■ **Exercise brief**
Once you have read the entries, please say how many lines hold the string "format", giving the number only.

Stored items:
####

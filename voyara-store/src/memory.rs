use async_trait::async_trait;
use chrono::{DateTime, Utc};
use std::collections::HashMap;
use tokio::sync::RwLock;
use uuid::Uuid;

use voyara_core::booking::{Booking, BookingFilter, BookingStatus, Passenger};
use voyara_core::payment::{Payment, PaymentStatus};
use voyara_core::repository::BookingStore;
use voyara_core::StoreError;

/// In-memory store used by tests and gateway-less local runs. Mirrors the
/// Postgres implementation's semantics, including the compare-and-set on
/// booking updates and the one-pending-payment-per-booking constraint.
#[derive(Default)]
pub struct MemoryBookingStore {
    inner: RwLock<Inner>,
}

#[derive(Default)]
struct Inner {
    bookings: HashMap<Uuid, Booking>,
    passengers: HashMap<Uuid, Vec<Passenger>>,
    payments: Vec<Payment>,
}

impl MemoryBookingStore {
    pub fn new() -> Self {
        Self::default()
    }
}

#[async_trait]
impl BookingStore for MemoryBookingStore {
    async fn create_booking(
        &self,
        booking: &Booking,
        passengers: &[Passenger],
    ) -> Result<(), StoreError> {
        let mut inner = self.inner.write().await;
        if inner.bookings.contains_key(&booking.id) {
            return Err(format!("duplicate booking id {}", booking.id).into());
        }
        inner.bookings.insert(booking.id, booking.clone());
        inner.passengers.insert(booking.id, passengers.to_vec());
        Ok(())
    }

    async fn get_booking(&self, id: Uuid, owner: &str) -> Result<Option<Booking>, StoreError> {
        let inner = self.inner.read().await;
        Ok(inner
            .bookings
            .get(&id)
            .filter(|b| b.customer_id == owner)
            .cloned())
    }

    async fn get_booking_by_id(&self, id: Uuid) -> Result<Option<Booking>, StoreError> {
        let inner = self.inner.read().await;
        Ok(inner.bookings.get(&id).cloned())
    }

    async fn list_bookings(
        &self,
        owner: &str,
        filter: &BookingFilter,
    ) -> Result<Vec<Booking>, StoreError> {
        let inner = self.inner.read().await;
        let mut bookings: Vec<Booking> = inner
            .bookings
            .values()
            .filter(|b| b.customer_id == owner)
            .filter(|b| filter.status.is_none_or(|s| b.status == s))
            .filter(|b| filter.flight_id.is_none_or(|f| b.flight_id == f))
            .cloned()
            .collect();
        bookings.sort_by(|a, b| b.created_at.cmp(&a.created_at));

        let offset = filter.offset() as usize;
        let limit = filter.limit_or_default() as usize;
        Ok(bookings.into_iter().skip(offset).take(limit).collect())
    }

    async fn list_passengers(&self, booking_id: Uuid) -> Result<Vec<Passenger>, StoreError> {
        let inner = self.inner.read().await;
        Ok(inner.passengers.get(&booking_id).cloned().unwrap_or_default())
    }

    async fn update_booking(
        &self,
        booking: &Booking,
        expected: BookingStatus,
    ) -> Result<bool, StoreError> {
        let mut inner = self.inner.write().await;
        match inner.bookings.get_mut(&booking.id) {
            Some(stored) if stored.status == expected => {
                let mut updated = booking.clone();
                updated.updated_at = Utc::now();
                *stored = updated;
                Ok(true)
            }
            _ => Ok(false),
        }
    }

    async fn insert_payment(&self, payment: &Payment) -> Result<(), StoreError> {
        let mut inner = self.inner.write().await;
        if payment.status == PaymentStatus::Pending
            && inner
                .payments
                .iter()
                .any(|p| p.booking_id == payment.booking_id && p.status == PaymentStatus::Pending)
        {
            return Err(format!(
                "booking {} already has a pending payment",
                payment.booking_id
            )
            .into());
        }
        inner.payments.push(payment.clone());
        Ok(())
    }

    async fn find_payment_by_status(
        &self,
        booking_id: Uuid,
        status: PaymentStatus,
    ) -> Result<Option<Payment>, StoreError> {
        let inner = self.inner.read().await;
        Ok(inner
            .payments
            .iter()
            .filter(|p| p.booking_id == booking_id && p.status == status)
            .max_by_key(|p| p.created_at)
            .cloned())
    }

    async fn find_payment_by_intent(
        &self,
        intent_id: &str,
    ) -> Result<Option<Payment>, StoreError> {
        let inner = self.inner.read().await;
        Ok(inner
            .payments
            .iter()
            .find(|p| p.intent_id.as_deref() == Some(intent_id))
            .cloned())
    }

    async fn update_payment_status(
        &self,
        intent_id: &str,
        status: PaymentStatus,
        paid_at: Option<DateTime<Utc>>,
    ) -> Result<(), StoreError> {
        let mut inner = self.inner.write().await;
        for payment in inner
            .payments
            .iter_mut()
            .filter(|p| p.intent_id.as_deref() == Some(intent_id))
        {
            payment.status = status;
            if paid_at.is_some() {
                payment.paid_at = paid_at;
            }
        }
        Ok(())
    }
}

####

■ **Answer space**
2